Entries taken from a collection
[Start of section]
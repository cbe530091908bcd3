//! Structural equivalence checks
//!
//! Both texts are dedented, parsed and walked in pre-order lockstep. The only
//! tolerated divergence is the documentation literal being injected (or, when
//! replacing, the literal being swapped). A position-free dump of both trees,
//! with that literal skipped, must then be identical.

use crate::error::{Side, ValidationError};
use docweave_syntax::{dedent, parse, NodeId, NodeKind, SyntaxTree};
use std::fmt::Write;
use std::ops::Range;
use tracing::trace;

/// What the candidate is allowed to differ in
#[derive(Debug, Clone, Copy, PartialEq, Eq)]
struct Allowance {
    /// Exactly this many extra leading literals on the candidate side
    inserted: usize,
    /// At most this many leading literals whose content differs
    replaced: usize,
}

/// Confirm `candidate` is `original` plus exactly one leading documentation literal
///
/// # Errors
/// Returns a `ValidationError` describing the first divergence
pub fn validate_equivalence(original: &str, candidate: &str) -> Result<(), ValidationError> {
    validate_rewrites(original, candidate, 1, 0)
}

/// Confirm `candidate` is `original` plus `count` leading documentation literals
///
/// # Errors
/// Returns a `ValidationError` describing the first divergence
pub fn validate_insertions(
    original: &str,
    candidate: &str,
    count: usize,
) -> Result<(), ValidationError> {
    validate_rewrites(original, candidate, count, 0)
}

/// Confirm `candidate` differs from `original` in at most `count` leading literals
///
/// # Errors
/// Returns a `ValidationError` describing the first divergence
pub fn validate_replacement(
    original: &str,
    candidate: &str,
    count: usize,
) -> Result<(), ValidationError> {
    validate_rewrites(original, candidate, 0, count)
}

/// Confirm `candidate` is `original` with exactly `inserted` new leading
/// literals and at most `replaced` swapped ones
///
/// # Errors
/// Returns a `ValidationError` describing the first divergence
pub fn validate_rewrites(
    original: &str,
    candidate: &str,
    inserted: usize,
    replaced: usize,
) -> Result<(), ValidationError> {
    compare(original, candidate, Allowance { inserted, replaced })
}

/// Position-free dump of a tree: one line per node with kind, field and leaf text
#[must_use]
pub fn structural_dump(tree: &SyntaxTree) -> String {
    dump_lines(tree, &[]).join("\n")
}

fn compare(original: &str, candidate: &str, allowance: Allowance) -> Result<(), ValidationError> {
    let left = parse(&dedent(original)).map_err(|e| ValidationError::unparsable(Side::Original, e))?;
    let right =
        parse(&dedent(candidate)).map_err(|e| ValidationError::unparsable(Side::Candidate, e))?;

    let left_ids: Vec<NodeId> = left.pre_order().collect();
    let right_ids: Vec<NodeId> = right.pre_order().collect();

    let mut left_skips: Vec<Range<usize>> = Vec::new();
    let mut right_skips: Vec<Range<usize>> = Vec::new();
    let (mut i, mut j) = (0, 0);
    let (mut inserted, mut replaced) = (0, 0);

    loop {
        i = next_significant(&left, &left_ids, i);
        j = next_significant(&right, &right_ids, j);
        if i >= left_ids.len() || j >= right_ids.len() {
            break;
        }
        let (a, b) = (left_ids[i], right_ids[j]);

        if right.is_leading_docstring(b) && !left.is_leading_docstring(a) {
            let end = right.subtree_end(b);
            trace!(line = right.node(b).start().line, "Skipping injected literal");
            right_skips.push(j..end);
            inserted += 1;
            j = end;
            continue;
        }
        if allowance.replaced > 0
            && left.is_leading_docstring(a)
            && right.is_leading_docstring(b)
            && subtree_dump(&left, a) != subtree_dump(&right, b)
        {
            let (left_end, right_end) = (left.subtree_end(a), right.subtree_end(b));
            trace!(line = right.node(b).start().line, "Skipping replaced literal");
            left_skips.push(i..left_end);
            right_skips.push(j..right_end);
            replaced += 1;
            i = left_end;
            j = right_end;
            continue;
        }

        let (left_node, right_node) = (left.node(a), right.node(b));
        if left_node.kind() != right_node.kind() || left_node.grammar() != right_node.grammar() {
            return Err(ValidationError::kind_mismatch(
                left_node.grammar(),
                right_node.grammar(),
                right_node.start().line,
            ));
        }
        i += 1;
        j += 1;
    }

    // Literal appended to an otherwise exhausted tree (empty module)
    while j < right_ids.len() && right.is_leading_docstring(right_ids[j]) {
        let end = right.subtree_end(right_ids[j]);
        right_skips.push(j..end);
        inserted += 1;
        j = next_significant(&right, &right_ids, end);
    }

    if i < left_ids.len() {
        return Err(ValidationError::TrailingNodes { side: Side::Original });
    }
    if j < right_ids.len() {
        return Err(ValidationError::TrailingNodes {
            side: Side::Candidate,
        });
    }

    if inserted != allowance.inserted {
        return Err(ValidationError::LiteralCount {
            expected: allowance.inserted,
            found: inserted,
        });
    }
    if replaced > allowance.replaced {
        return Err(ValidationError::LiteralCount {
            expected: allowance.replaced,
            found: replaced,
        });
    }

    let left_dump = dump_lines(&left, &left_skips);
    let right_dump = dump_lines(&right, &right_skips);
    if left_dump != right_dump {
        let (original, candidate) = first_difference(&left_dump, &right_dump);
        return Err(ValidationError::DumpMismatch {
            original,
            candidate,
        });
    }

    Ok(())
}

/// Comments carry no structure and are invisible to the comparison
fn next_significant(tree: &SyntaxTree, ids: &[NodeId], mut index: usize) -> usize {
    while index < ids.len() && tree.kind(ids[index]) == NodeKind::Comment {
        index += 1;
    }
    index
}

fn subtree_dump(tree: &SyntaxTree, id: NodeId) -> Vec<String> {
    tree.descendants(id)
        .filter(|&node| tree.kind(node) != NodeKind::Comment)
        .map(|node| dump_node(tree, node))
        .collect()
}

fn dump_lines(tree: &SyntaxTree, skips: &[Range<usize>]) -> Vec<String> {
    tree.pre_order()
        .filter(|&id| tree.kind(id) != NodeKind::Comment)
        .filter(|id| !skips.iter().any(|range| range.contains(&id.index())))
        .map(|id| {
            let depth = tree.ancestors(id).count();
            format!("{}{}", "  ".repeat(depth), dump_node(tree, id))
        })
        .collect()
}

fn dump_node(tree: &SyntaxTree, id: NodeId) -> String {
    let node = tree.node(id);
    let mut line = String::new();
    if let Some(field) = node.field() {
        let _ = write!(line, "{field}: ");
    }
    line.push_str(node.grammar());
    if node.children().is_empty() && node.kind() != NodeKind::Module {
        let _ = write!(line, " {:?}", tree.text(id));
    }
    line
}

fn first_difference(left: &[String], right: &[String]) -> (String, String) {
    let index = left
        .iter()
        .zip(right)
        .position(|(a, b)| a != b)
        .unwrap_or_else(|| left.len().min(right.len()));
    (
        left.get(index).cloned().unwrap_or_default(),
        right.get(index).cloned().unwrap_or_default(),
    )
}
[End of section]
From the data above, show each line that contains "unparsable".

    let left = parse(&dedent(original)).map_err(|e| ValidationError::unparsable(Side::Original, e))?;
        parse(&dedent(candidate)).map_err(|e| ValidationError::unparsable(Side::Candidate, e))?;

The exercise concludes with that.